O lustre (1946), segundo romance de Clarice Lispector, foi escrito quando a autora
vivia na Europa, tendo sido finalizado em Nápoles, ao término da II Guerra Mundial.
Nele se reconhecem características já anunciadas em Perto do coração selvagem:
enredo sem estrutura definida e fluxo de consciência, que valoriza as sensações e
a percepção das coisas.

O livro conta a história de Virgínia, desde a infância na Granja Quieta até a vida
solitária na cidade. O título remete ao elemento decorativo da casa paterna: “Havia
o lustre. A grande aranha escandecia. Olhava-o imóvel, inquieta, parecia pressentir
uma vida terrível. Aquela existência de gelo. Uma vez! Uma vez a um relance – o
lustre se espargia em crisântemos e alegria. Outra vez – enquanto ela corria
atravessando a sala – ele era uma casta semente”. Associado às imagens da
aranha e do crisântemo (usada em rituais fúnebres), inseto e flor, o lustre introduz
uma poética feminina trágica: prevê a “vida terrível” de personagens vocacionados
ao isolamento, conflito e à falta de afeto.
No romance, a morte é uma presença para a protagonista: sua indiferença
pelo que a vida pode ter de Eros; o suposto afogamento de um homem, que
a assombra mesmo adulta; a recordação de quando, em criança, acompanha
o estado intermitente da avó entre vida e morte; e a Sociedade das Sombras,
criada por seu irmão Daniel para torturá-la.

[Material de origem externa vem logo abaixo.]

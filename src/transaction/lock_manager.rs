use std::collections::{BTreeMap, BTreeSet, HashMap, VecDeque};
use std::sync::Arc;
use std::sync::atomic::{AtomicBool, Ordering};
use std::thread::{self, JoinHandle};
use std::time::Duration;
use parking_lot::{Condvar, Mutex};
use log::warn;

use crate::common::types::{Rid, TxnId};
use crate::transaction::transaction::{
    AbortReason, IndexWriteRecord, IsolationLevel, Transaction, TransactionError,
    TransactionState, WType,
};
use crate::transaction::transaction_manager::TransactionManager;

/// How often the background detector scans for waits-for cycles
pub const DEFAULT_CYCLE_DETECTION_INTERVAL: Duration = Duration::from_millis(50);

#[derive(Debug, Clone, Copy, PartialEq, Eq)]
enum LockMode {
    Shared,
    Exclusive,
}

#[derive(Debug, Clone)]
struct LockRequest {
    txn_id: TxnId,
    lock_mode: LockMode,
    granted: bool,
}

impl LockRequest {
    fn new(txn_id: TxnId, lock_mode: LockMode) -> Self {
        Self {
            txn_id,
            lock_mode,
            granted: false,
        }
    }
}

#[derive(Default)]
struct QueueState {
    request_queue: VecDeque<LockRequest>,
    upgrading: bool,
}

/// Per-record request queue. Blocked requesters sleep on the condvar
/// and re-check their grant predicate on every wakeup.
#[derive(Default)]
struct LockRequestQueue {
    state: Mutex<QueueState>,
    cv: Condvar,
}

/// Record-level two-phase lock manager with shared/exclusive modes,
/// in-place upgrades, and a background waits-for cycle detector that
/// aborts the youngest transaction of any cycle it finds.
pub struct LockManager {
    /// Guards the lock table itself; per-queue traffic runs under the
    /// queue's own mutex. The detector holds this latch for a whole
    /// pass, stopping new queue installation while it scans.
    latch: Mutex<HashMap<Rid, Arc<LockRequestQueue>>>,
    /// Waits-for graph, rebuilt from the lock table each detector
    /// pass. Ordered containers make the DFS deterministic: sources
    /// and out-edges are visited in ascending txn id order.
    waits_for: Mutex<BTreeMap<TxnId, BTreeSet<TxnId>>>,
    txn_manager: Arc<TransactionManager>,
    enable_cycle_detection: Arc<AtomicBool>,
    detector: Mutex<Option<JoinHandle<()>>>,
}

A crítica Olga de Sá (Cadernos
de Literatura Brasileira, do IMS) identifica “na ficção clariciana, uma
metafisica da morte”; o “paradigma talvez seja Virgínia de O lustre, que morre
no final da narrativa, mas cuja morte é indicada desde o início”.

A protagonista padece de vesguice física e existencial. A compreensão limitada do


mundo a aproxima de Lucrécia, de A cidade sitiada. Desde a infância, Virgínia
desmaia facilmente, sentindo prazer com a “sensação de voo rasante”, e cria
relações negativas com as pessoas. Também neste sentido, a imagem do lustre
evoca a falta, o que não brilha, como a existência opaca de Virgínia: “O lustre
implume. Como um grande e trêmulo cálice d’água”.

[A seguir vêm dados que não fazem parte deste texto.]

use serde::Serialize;
use serde::de::DeserializeOwned;

use crate::common::types::{PageId, Rid, INVALID_PAGE_ID};
use crate::index::btree::error::BTreeError;
use crate::index::btree::node::BTreeNode;
use crate::index::btree::serialization::{deserialize_node, serialize_node};
use super::base::{BTreeIndex, LatchPath, TreeOperation};

impl<K> BTreeIndex<K>
where
    K: Clone + Ord + Default + Serialize + DeserializeOwned + Send + Sync + 'static,
{
    /// Insert a key/value pair. Returns false (tree unchanged) if the
    /// key already exists.
    pub fn insert(&self, key: K, value: Rid) -> Result<bool, BTreeError> {
        loop {
            {
                let mut root = self.root_page_id.lock();
                if *root == INVALID_PAGE_ID {
                    self.start_new_tree(&mut root, key, value)?;
                    return Ok(true);
                }
            }

            let mut path = self.find_leaf_write(&key, TreeOperation::Insert)?;
            if path.is_empty() {
                // A concurrent remove emptied the tree; start over
                continue;
            }

            let leaf_slot = path.len() - 1;
            let mut leaf: BTreeNode<K> = deserialize_node(&path[leaf_slot].1)?;

            if !leaf.leaf_insert(key, value) {
                self.release_path(path, false)?;
                return Ok(false);
            }

            serialize_node(&leaf, &mut path[leaf_slot].1)?;
            self.propagate_splits(&mut path)?;

            self.release_path(path, true)?;
            return Ok(true);
        }
    }

    /// Build a single-leaf tree holding the first entry. Called with
    /// the root mutex held.
    fn start_new_tree(&self, root: &mut PageId, key: K, value: Rid) -> Result<(), BTreeError> {
        let (page, page_id) = self.buffer_pool.new_page()?;

        let mut leaf = BTreeNode::new_leaf(page_id, INVALID_PAGE_ID, self.leaf_max_size);
        leaf.leaf_insert(key, value);
        {
            let mut guard = page.write();
            serialize_node(&leaf, &mut guard)?;
        }
        self.buffer_pool.unpin_page(page_id, true)?;

        *root = page_id;
        self.update_root_record(page_id)
    }

    /// Split overflowing nodes from the tail of the latch path upward:
    /// move the upper half of each into a fresh right sibling and
    /// register the separator in the parent. Each finished level is
    /// released before its parent splits, so child adoptions never run
    /// into a latch this descent still holds.
    fn propagate_splits(&self, path: &mut LatchPath) -> Result<(), BTreeError> {
        loop {
            let slot = path.len() - 1;
            let mut node: BTreeNode<K> = deserialize_node(&path[slot].1)?;
            if node.size() < node.max_size {
                return Ok(());
            }

            let (right_page, right_id) = self.buffer_pool.new_page()?;
            let mut right_guard = right_page.write_arc();
            let mut right = if node.is_leaf() {
                BTreeNode::new_leaf(right_id, node.parent_page_id, self.leaf_max_size)
            } else {
                BTreeNode::new_internal(right_id, node.parent_page_id, self.internal_max_size)
            };

            let separator = if node.is_leaf() {
                node.leaf_move_half_to(&mut right)
            } else {
                let separator = node.internal_move_half_to(&mut right);
                // Everything below this level has been released, so
                // the moved subtrees are free to re-parent
                self.adopt_children(&right.children, right_id)?;
                separator
            };

            if node.is_root() {
                // The root itself overflowed: raise a new root over
                // the split pair and re-point the persisted root
                let mut root = self.root_page_id.lock();

                let (root_page, new_root_id) = self.buffer_pool.new_page()?;
                let mut new_root =
                    BTreeNode::new_internal(new_root_id, INVALID_PAGE_ID, self.internal_max_size);
                new_root.populate_new_root(node.page_id, separator, right_id);
                {
                    let mut guard = root_page.write();
                    serialize_node(&new_root, &mut guard)?;
                }
                self.buffer_pool.unpin_page(new_root_id, true)?;

                node.parent_page_id = new_root_id;
                right.parent_page_id = new_root_id;
                serialize_node(&node, &mut path[slot].1)?;
                serialize_node(&right, &mut right_guard)?;
                drop(right_guard);
                self.buffer_pool.unpin_page(right_id, true)?;

                *root = new_root_id;
                return self.update_root_record(new_root_id);
            }

            serialize_node(&node, &mut path[slot].1)?;
            serialize_node(&right, &mut right_guard)?;
            drop(right_guard);
            self.buffer_pool.unpin_page(right_id, true)?;

            // Register the new sibling in the parent, which crabbing
            // kept latched because this node was not insert-safe
            let parent_slot = slot - 1;
            let mut parent: BTreeNode<K> = deserialize_node(&path[parent_slot].1)?;
            parent
                .internal_insert_after(node.page_id, separator, right_id)
                .ok_or(BTreeError::InvalidPageFormat)?;
            serialize_node(&parent, &mut path[parent_slot].1)?;

            // This level is finished; let go of it before the parent
            // splits in turn
            let (node_id, node_guard) = path.pop().ok_or(BTreeError::InvalidPageFormat)?;
            drop(node_guard);
            self.buffer_pool.unpin_page(node_id, true)?;
        }
    }
}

O escritor Lúcio Cardoso, amigo íntimo de Clarice, considerou o título do
livro aquém da singularidade da autora. Ela respondeu: “Exatamente pelo
que você não gostou, pela pobreza dele, é que eu gosto. Nunca consegui
mesmo convencer você de que eu sou pobre. (…) Infelizmente, quanto mais
pobre, com mais enfeites me enfeito. No dia em que eu conseguir uma forma
tão pobre como eu o sou por dentro, em vez de carta, você receberá uma
caixinha cheia de pó de Clarice”.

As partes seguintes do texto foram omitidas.